Personal information
- Full name: Luke Horace Guttridge
- Date of birth: 27 March 1982 (age 43)
- Place of birth: Barnstaple, England
- Height: 5 ft 5 in (1.65 m)
- Position: Midfielder

Youth career
- 1998–1999: Torquay United

Senior career*
- Years: Team / Apps / (Gls)
- 1999–2000: Torquay United / 1 / (0)
- 2000–2005: Cambridge United / 136 / (17)
- 2005–2007: Southend United / 63 / (5)
- 2006–2007: → Leyton Orient (loan) / 7 / (1)
- 2007: Leyton Orient / 10 / (0)
- 2007–2008: Colchester United / 14 / (0)
- 2008–2010: Northampton Town / 56 / (6)
- 2010–2012: Aldershot Town / 66 / (12)
- 2012–2013: Northampton Town / 44 / (4)
- 2013–2016: Luton Town / 67 / (18)
- 2016–2017: Dagenham & Redbridge / 30 / (9)
- Total:  / 494 / (72)

= Luke Guttridge =

English footballer (born 1982)

Luke Horace Guttridge (born 27 March 1982) is an English former professional footballer who played as a midfielder. He previously played for Torquay United, Cambridge United, Southend United, Leyton Orient, Colchester United, Northampton Town, Aldershot Town, Luton Town and Dagenham & Redbridge. He amassed more than 400 appearances in the Football League.

==Career==
===Torquay United===
Born in Barnstaple, Devon, Guttridge began his career as a trainee with Torquay United after playing junior football for Paignton Pilgrims.

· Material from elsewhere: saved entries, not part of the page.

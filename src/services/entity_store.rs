use async_trait::async_trait;
use reqwest::Client;
use serde_json::json;
use thiserror::Error;
use tracing::info;

use crate::app::config::Config;
use crate::models::webhook::{EntityFilter, EntityPatch};

#[derive(Debug, Error)]
pub enum EntityStoreError {
    #[error("BASE44_API_KEY não definido, atualização de entidade ignorada")]
    MissingCredentials,
    #[error("Entity store rejeitou a atualização: HTTP {status}")]
    Rejected { status: u16, body: String },
    #[error("Falha ao comunicar com o entity store: {0}")]
    Transport(#[from] reqwest::Error),
}

/// Seam over the external system of record for payments. Updates are
/// filter-by-identifier, never create, so replays converge.
#[async_trait]
pub trait EntityStoreUpdater: Send + Sync {
    async fn update(&self, filter: &EntityFilter, patch: &EntityPatch)
        -> Result<(), EntityStoreError>;
}

pub struct Base44Client {
    client: Client,
    base_url: String,
    api_key: Option<String>,
}

impl Base44Client {
    pub fn new(client: Client, config: &Config) -> Self {
        Self {
            client,
            base_url: config.base44_api_url.trim_end_matches('/').to_string(),
            api_key: config.base44_api_key.clone(),
        }
    }
}

#[async_trait]
impl EntityStoreUpdater for Base44Client {
    async fn update(
        &self,
        filter: &EntityFilter,
        patch: &EntityPatch,
    ) -> Result<(), EntityStoreError> {
        let api_key = match &self.api_key {
            Some(key) => key,
            None => return Err(EntityStoreError::MissingCredentials),
        };

        let response = self
            .client
            .put(format!("{}/entities/Payment", self.base_url))
            .bearer_auth(api_key)
            .json(&json!({ "filter": filter, "data": patch }))
            .send()
            .await?;

        let status = response.status();
        if status.is_success() {
            info!(
                "Entity store updated: transaction_id={} status={}",
                filter.transaction_id, patch.status
            );
            return Ok(());
        }

        let body = response.text().await.unwrap_or_default();
        Err(EntityStoreError::Rejected {
            status: status.as_u16(),
            body,
        })
    }
}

He made his league debut whilst still a trainee as a late substitute, replacing Alex Watson in the 4–0 win against Mansfield Town on 10 April 2000. In May 2000, against the advice for a longer contract offer given by youth coaches Paul Compton and Richard Hancox, Guttridge was only offered a three-month professional contract by Torquay manager Wes Saunders, even though Cambridge United had offered him a one-year deal and the chance to play Second Division football.

===Cambridge United===
Unsurprisingly, Guttridge left for Cambridge, managed by Roy McFarland, on a free transfer. He had to wait until the following spring for his Cambridge league debut, after playing twice in the Football League Trophy, but when it came he scored within two minutes in a vital 2–0 home win against Oldham Athletic. In August 2001, McFarland, by now manager of Torquay, made a bid to bring Guttridge back to Plainmoor, but this was rejected and he remained at the Abbey Stadium. In April 2004, Guttridge went on trial with Premier League club Charlton Athletic and trained with them during this time. However, a move failed to materialise and he returned to Cambridge. Ahead of the 2004–05 season, Guttridge was selected as club captain.

===Southend United===
Guttridge signed a three-year contract with Southend United in March 2005 for an undisclosed fee plus add-ons. After a slow start, he firmly established himself in the first-team and was given the opportunity to move into the role of a central midfielder from his usual wide midfielder role following a meeting with manager Steve Tilson. This proved to be a turning point and Guttridge was a major factor in helping Southend secure the 2005–06 League One title after a 1–0 home win over Bristol City on the final day of the season.

===Leyton Orient===
Guttridge lost his place in the Southend first-team following their promotion and subsequently joined Leyton Orient on loan until 1 January 2007. He scored his first and what turned out to be only goal for the club in a 3–1 away win over Nottingham Forest on 16 December 2006. On 30 January 2007, Guttridge left Southend to sign a permanent contract at Leyton Orient for an undisclosed fee until the end of the 2006–07 season. After rejecting a new contract offer from Leyton Orient, he left the club in May 2007.

===Colchester United===
On 5 July 2007, Guttridge joined Championship club Colchester United on a free transfer. After playing in only 14 league games during the 2007–08 season, Guttridge was released by the club following their relegation to League One.

===Northampton Town===
Guttridge impressed during a trial period at Northampton Town, and on 4 August 2008, after two commanding performances in pre-season friendlies, he signed a two-year contract with the club until the summer of 2010. His first goal for the club came during a 4–0 win over Stockport County on 21 March 2009. He was released by the club on 12 May 2010 along with five other players.

===Aldershot Town===
In July 2010, Guttridge signed a two-year contract with Aldershot Town. He was voted Supporters Player of the Season after an impressive first year with the Shots. Having made 80 appearances for Aldershot in all competitions, scoring 14 goals, Guttridge was released in January 2012 after his contract was cancelled by mutual consent.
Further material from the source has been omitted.